En sortant de là, je me suis dit : “Mais, Amélie, enfin ! vraiment ! Si tu avais besoin encore d’une preuve qu’il faut passer du temps sur ton cadre et que ce n’est pas du temps perdu : la voilà !”

Et en tant que participante ?

Et en tant que participante, j’observe la même chose quand l’intervenant-e de la formation part du présupposé que les participant-e-s connaissent déjà ce dont on parle / ce qu’on fait, et qu’il ou elle ne prend pas le temps de définir les termes, de poser le cadre. Dans ces cas-là, j’ai l’impression de ne pas savoir où je mets les pieds ! Quand je viens en formation, j’ai envie qu’on me dise : on va faire ça, puis ça et ça, et m’approprier ce cadre-là. Si on nous laisse plein de possibilités, et qu’on doit choisir ce qu’on veut faire, sans façon de décider vraiment, ça ne me parle pas du tout ! Du coup seuls ceux qui ont un avis, ou qui sont moins timides, vont prendre la parole… Je trouve que c’est une perte de temps. Et que ça crée du flottement. Et moi j’aime pas le flottement. En formation. C’est aussi un côté un peu contrôlant.

Et bah je suis en désaccord avec cette idée que de ne pas aimer le flottement, ça veut dire être hyper contrôlant. Moi, j’y vois au contraire un savoir-faire du rythme. Le flottement, c’est aussi un moment où tu laisses filer le rythme. Il est pas question de dire aux gens, de façon militaire, on fait ça et ça va se jouer en deux phrases puis on passera à ça, ça, ça. C’est le goût du rythme, qui est crucial dans l’animation, que ce soit de formations ou d’ateliers. Il y a quelque chose de la musique à ce moment-là. Le flottement, c’est comme si l’orchestre déraillait complètement.

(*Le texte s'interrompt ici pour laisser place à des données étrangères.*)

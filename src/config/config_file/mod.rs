//! Seed configuration file.
//!
//! The file lists the shelters, cats, role assignments and (for the in-memory auth
//! provider) sessions loaded at boot. Everything is validated before anything is
//! stored: ids are unique and well formed, cats pass the same rules as the admin
//! editor and references point at declared shelters.
//!
//! # Usage
//! Load a configuration file with [`load_config`], which parses and validates it.
use std::{collections::HashSet, fs, path::Path};

use serde::{Deserialize, Serialize};

use crate::{
    config::ConfigFileError,
    constants::ID_REGEX,
    models::{Session, UserRoleAssignment},
};

mod access;
pub use access::*;

mod cat;
pub use cat::*;

mod shelter;
pub use shelter::*;

const MAX_ID_LENGTH: usize = 36;

#[derive(Debug, Serialize, Deserialize, Clone, Default)]
#[serde(deny_unknown_fields)]
pub struct Config {
    #[serde(default)]
    pub shelters: Vec<ShelterFileConfig>,
    #[serde(default)]
    pub cats: Vec<CatFileConfig>,
    #[serde(default)]
    pub user_roles: Vec<UserRoleAssignment>,
    #[serde(default)]
    pub sessions: Vec<Session>,
}

pub(crate) fn validate_id(id: &str) -> Result<(), ConfigFileError> {
    if id.is_empty() {
        return Err(ConfigFileError::MissingField("id".into()));
    }
    if id.len() > MAX_ID_LENGTH {
        return Err(ConfigFileError::InvalidIdLength(format!(
            "'{}' is longer than {} characters",
            id, MAX_ID_LENGTH
        )));
    }
    if !ID_REGEX.is_match(id) {
        return Err(ConfigFileError::InvalidIdFormat(format!(
            "'{}' may only contain letters, digits, '-' and '_'",
            id
        )));
    }
    Ok(())
}

impl Config {
    /// Validates every section, then the references between them.
    ///
    /// # Errors
    /// Returns the first `ConfigFileError` found.
    pub fn validate(&self) -> Result<(), ConfigFileError> {
        SheltersFileConfig::new(self.shelters.clone()).validate()?;

        let shelter_ids: HashSet<&str> = self.shelters.iter().map(|s| s.id.as_str()).collect();
        CatsFileConfig::new(self.cats.clone()).validate(&shelter_ids)?;

        UserRolesFileConfig::new(self.user_roles.clone()).validate()?;
        SessionsFileConfig::new(self.sessions.clone()).validate()?;
        Ok(())
    }
}

/// Loads and validates a configuration file from the specified path.
///
/// # Errors
/// Returns a `ConfigFileError` if the file is missing, cannot be parsed, or if the
/// configuration is invalid.
pub fn load_config(config_file_path: &str) -> Result<Config, ConfigFileError> {
    if !Path::new(config_file_path).exists() {
        return Err(ConfigFileError::FileNotFound(config_file_path.to_string()));
    }
    let config_str = fs::read_to_string(config_file_path)?;
    let config: Config = serde_json::from_str(&config_str)?;
    config.validate()?;
    Ok(config)
}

C’est le vécu que j’ai en tout cas, et ça peut être très désagréable.

En communication non violente (CNV), il y a un besoin qui me parle tellement fort, c’est : “préservation du temps, de l’énergie et des ressources”. Pour moi, ce besoin, il est criant tout le temps ! Dès que je suis dans un endroit, par exemple une réunion sans objectif clair, où j’ai l’impression qu’on me mange du temps, ça me rend dingo ! En formation, si je ne vois pas où on va, je n’y arrive pas.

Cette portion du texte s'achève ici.